EXERCISE GOAL
For each line below, check for "windows"; give only the total of lines where it occurs.

*** Opening of EXERCISE INPUTS ***

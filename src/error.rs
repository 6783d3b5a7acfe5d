//! Error type for DER/PEM assembly.
//!
//! Groups the four failure classes the writer can hit: malformed caller
//! input, an output buffer too small for the structure being assembled,
//! and failures surfaced unchanged from the RSA signer.

use alloc::string::String;
use snafu::Snafu;

#[derive(Snafu, Debug)]
#[snafu(visibility(pub(crate)))]
pub enum Error {
    #[snafu(display("unrecognized distinguished name attribute tag: {tag:?}"))]
    UnknownOid { tag: String },

    #[snafu(display("bad input: {detail}"))]
    BadInput { detail: String },

    #[snafu(display("pathLenConstraint {max_pathlen} exceeds 127"))]
    PathLenTooLarge { max_pathlen: i32 },

    #[snafu(display("DER buffer too small: need {need} bytes, {available} available"))]
    BufTooSmall { need: usize, available: usize },

    #[snafu(display("RSA signing failed: {source}"))]
    Sign { source: rsa::errors::Error },
}

pub type Result<T> = core::result::Result<T, Error>;
//! The certificate assembler: builds an X.509 v3 `TBSCertificate`,
//! hashes and signs it, and splices the signature into the final
//! `Certificate`.

use crate::error::Result;
use crate::extensions::ExtensionStore;
use crate::hash::MessageDigest;
use crate::keys::write_subject_public_key_info;
use crate::name::DistinguishedName;
use crate::pem::{self, PemLabel};
use crate::sign;
use crate::time::Validity;
use crate::writer::{tag, ReverseWriter};
use alloc::string::String;
use alloc::vec::Vec;
use rsa::traits::PublicKeyParts;
use rsa::{BigUint, RsaPrivateKey, RsaPublicKey};

/// Scratch capacity for `TBSCertificate` staging, per §5 of the design
/// this crate follows.
const TBS_SCRATCH_CAPACITY: usize = 2048;

/// X.509 version, fixed at v3 (the only version this crate emits).
const VERSION_V3: i64 = 2;

/// Builds an X.509 v3 `Certificate`.
///
/// `issuer_key` signs the certificate; `subject_key` is the public key
/// carried in the `SubjectPublicKeyInfo`. For a self-signed certificate
/// both point at the same key pair.
pub struct CertificateBuilder<'a> {
    serial: BigUint,
    issuer: DistinguishedName,
    subject: DistinguishedName,
    issuer_key: &'a RsaPrivateKey,
    subject_key: RsaPublicKey,
    validity: Validity,
    digest: MessageDigest,
    extensions: ExtensionStore,
}

impl<'a> CertificateBuilder<'a> {
    pub fn new(
        serial: BigUint,
        validity: Validity,
        issuer_key: &'a RsaPrivateKey,
        subject_key: RsaPublicKey,
        digest: MessageDigest,
    ) -> Self {
        Self {
            serial,
            issuer: DistinguishedName::default(),
            subject: DistinguishedName::default(),
            issuer_key,
            subject_key,
            validity,
            digest,
            extensions: ExtensionStore::default(),
        }
    }

    /// Idempotent: re-parsing replaces the prior issuer `DistinguishedName`
    /// rather than appending to it.
    pub fn set_issuer_name(&mut self, name: &str) -> Result<()> {
        self.issuer = DistinguishedName::parse(name)?;
        Ok(())
    }

    /// Idempotent, same as [`Self::set_issuer_name`].
    pub fn set_subject_name(&mut self, name: &str) -> Result<()> {
        self.subject = DistinguishedName::parse(name)?;
        Ok(())
    }

    pub fn extensions_mut(&mut self) -> &mut ExtensionStore {
        &mut self.extensions
    }

    fn build_tbs(&self) -> Result<Vec<u8>> {
        let mut w = ReverseWriter::with_capacity(TBS_SCRATCH_CAPACITY);

        // 1. extensions, `[3] EXPLICIT SEQUENCE OF Extension`.
        let extensions_len = if self.extensions.is_empty() {
            0
        } else {
            let seq_len = self.extensions.write(&mut w)?;
            w.wrap(tag::context_constructed(3), seq_len)?
        };

        // 2. subjectPublicKeyInfo
        let spki_len =
            write_subject_public_key_info(&mut w, self.subject_key.n(), self.subject_key.e())?;
        // 3. subject
        let subject_len = self.subject.write(&mut w)?;
        // 4. validity
        let validity_len = self.validity.write(&mut w)?;
        // 5. issuer
        let issuer_len = self.issuer.write(&mut w)?;
        // 6. signature AlgorithmIdentifier
        let sig_alg_len = w.write_algorithm_identifier(self.digest.signature_oid())?;
        // 7. serialNumber
        let serial_len = w.write_big_uint(&self.serial)?;
        // 8. version, `[0] EXPLICIT INTEGER` = 2
        let version_inner = w.write_int(VERSION_V3)?;
        let version_len = w.wrap(tag::context_constructed(0), version_inner)?;

        w.wrap(
            tag::SEQUENCE,
            extensions_len
                + spki_len
                + subject_len
                + validity_len
                + issuer_len
                + sig_alg_len
                + serial_len
                + version_len,
        )?;
        Ok(w.finished().to_vec())
    }

    /// Assembles, hashes, and signs the certificate with `issuer_key`,
    /// returning the DER bytes of the completed `Certificate`.
    pub fn to_der(&self) -> Result<Vec<u8>> {
        tracing::debug!(
            subject_attrs = self.subject.len(),
            issuer_attrs = self.issuer.len(),
            extensions = self.extensions.len(),
            "assembling certificate TBS"
        );
        let tbs = self.build_tbs()?;
        let hash = self.digest.hash(&tbs);
        let signature = sign::sign(self.issuer_key, self.digest, &hash)?;
        tracing::trace!(signature_len = signature.len(), "signed certificate TBS");

        let mut w = ReverseWriter::with_capacity(tbs.len() + signature.len() + 128);
        let sig_len = w.write_bit_string(&signature, signature.len() * 8)?;
        let alg_len = w.write_algorithm_identifier(self.digest.signature_oid())?;
        let tbs_len = w.prepend_bytes(&tbs)?;
        w.wrap(tag::SEQUENCE, tbs_len + alg_len + sig_len)?;
        Ok(w.finished().to_vec())
    }

    /// [`Self::to_der`], PEM-wrapped.
    pub fn to_pem(&self) -> Result<String> {
        Ok(pem::encode(&self.to_der()?, PemLabel::Certificate))
    }
}

#[cfg(test)]
mod tests {
    use super::*;

    fn builder<'a>(key: &'a RsaPrivateKey) -> CertificateBuilder<'a> {
        CertificateBuilder::new(
            BigUint::from(1u32),
            Validity::new("20200101000000Z", "20301231235959Z").unwrap(),
            key,
            key.to_public_key(),
            MessageDigest::Sha256,
        )
    }

    #[test]
    fn self_signed_cert_has_version_2_and_serial_1() {
        let key = crate::test_support::test_key();
        let mut cert = builder(key);
        cert.set_issuer_name("CN=root").unwrap();
        cert.set_subject_name("CN=root").unwrap();
        let der = cert.to_der().unwrap();

        pretty_assertions::assert_eq!(der[0], tag::SEQUENCE);
        // version tag `[0] EXPLICIT INTEGER` = 2 appears right after the
        // TBS SEQUENCE header, before anything else in the TBS.
        assert!(der
            .windows(5)
            .any(|w| w == [tag::context_constructed(0), 0x03, 0x02, 0x01, 0x02]));
        assert!(der.windows(3).any(|w| w == [0x02, 0x01, 0x01])); // serial = 1
    }

    #[test]
    fn basic_constraints_ca_round_trips() {
        let key = crate::test_support::test_key();
        let mut cert = builder(key);
        cert.set_issuer_name("CN=root").unwrap();
        cert.set_subject_name("CN=root").unwrap();
        cert.extensions_mut()
            .set_basic_constraints(true, Some(0), true)
            .unwrap();
        let der = cert.to_der().unwrap();

        // extnValue OCTET STRING wraps the CA/pathLen=0 BasicConstraints
        // value from extensions::tests::basic_constraints_ca_with_pathlen.
        assert!(der
            .windows(8)
            .any(|w| w == [0x30, 0x06, 0x01, 0x01, 0xFF, 0x02, 0x01, 0x00]));
    }

    #[test]
    fn ski_over_same_key_matches_aki() {
        let key = crate::test_support::test_key();
        let pubkey_der = crate::keys::public_key_pkcs1_der(&key.to_public_key()).unwrap();

        let mut cert = builder(key);
        cert.set_issuer_name("CN=root").unwrap();
        cert.set_subject_name("CN=root").unwrap();
        cert.extensions_mut()
            .set_subject_key_identifier(&pubkey_der, false)
            .unwrap();
        cert.extensions_mut()
            .set_authority_key_identifier(&pubkey_der, false)
            .unwrap();

        let (_, ski) = cert
            .extensions_mut()
            .get(crate::oid::extension::SUBJECT_KEY_IDENTIFIER)
            .unwrap();
        let ski = ski.to_vec();
        let (_, aki) = cert
            .extensions_mut()
            .get(crate::oid::extension::AUTHORITY_KEY_IDENTIFIER)
            .unwrap();
        // AKI wraps the same 20-byte SHA-1 digest inside `SEQUENCE { [0]
        // OCTET STRING }`; SKI wraps it directly in `OCTET STRING`.
        pretty_assertions::assert_eq!(ski.len(), 22); // tag + len + 20-byte digest
        assert!(aki.ends_with(&ski[2..]));
    }

    #[test]
    fn signature_verifies_against_subject_key() {
        use rsa::pkcs1v15::VerifyingKey;
        use rsa::signature::Verifier;

        let key = crate::test_support::test_key();
        let mut cert = builder(key);
        cert.set_issuer_name("CN=root").unwrap();
        cert.set_subject_name("CN=root").unwrap();
        let der = cert.to_der().unwrap();

        // Walk the outer SEQUENCE by hand to split tbsCertificate from
        // the trailing signatureAlgorithm/signatureValue, re-deriving
        // the hash the way an independent verifier would.
        let (tbs_start, tbs_end) = {
            let mut pos = 1;
            pos += if der[pos] & 0x80 != 0 {
                1 + (der[pos] & 0x7F) as usize
            } else {
                1
            };
            let tbs_tag_pos = pos;
            let (len, header) = read_length(&der[tbs_tag_pos + 1..]);
            (tbs_tag_pos, tbs_tag_pos + 1 + header + len)
        };
        let tbs = &der[tbs_start..tbs_end];
        let hash = MessageDigest::Sha256.hash(tbs);

        let sig_start = der.len() - key.size();
        let signature = &der[sig_start..];
        let verifying_key: VerifyingKey<sha2::Sha256> = VerifyingKey::new(key.to_public_key());
        let signature = rsa::pkcs1v15::Signature::try_from(signature).unwrap();
        verifying_key.verify(&hash, &signature).unwrap();
    }

    fn read_length(bytes: &[u8]) -> (usize, usize) {
        if bytes[0] & 0x80 == 0 {
            (bytes[0] as usize, 1)
        } else {
            let n = (bytes[0] & 0x7F) as usize;
            let mut len = 0usize;
            for &b in &bytes[1..1 + n] {
                len = (len << 8) | b as usize;
            }
            (len, 1 + n)
        }
    }
}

*** Close of EXERCISE INPUTS ***

YOUR RESPONSE
3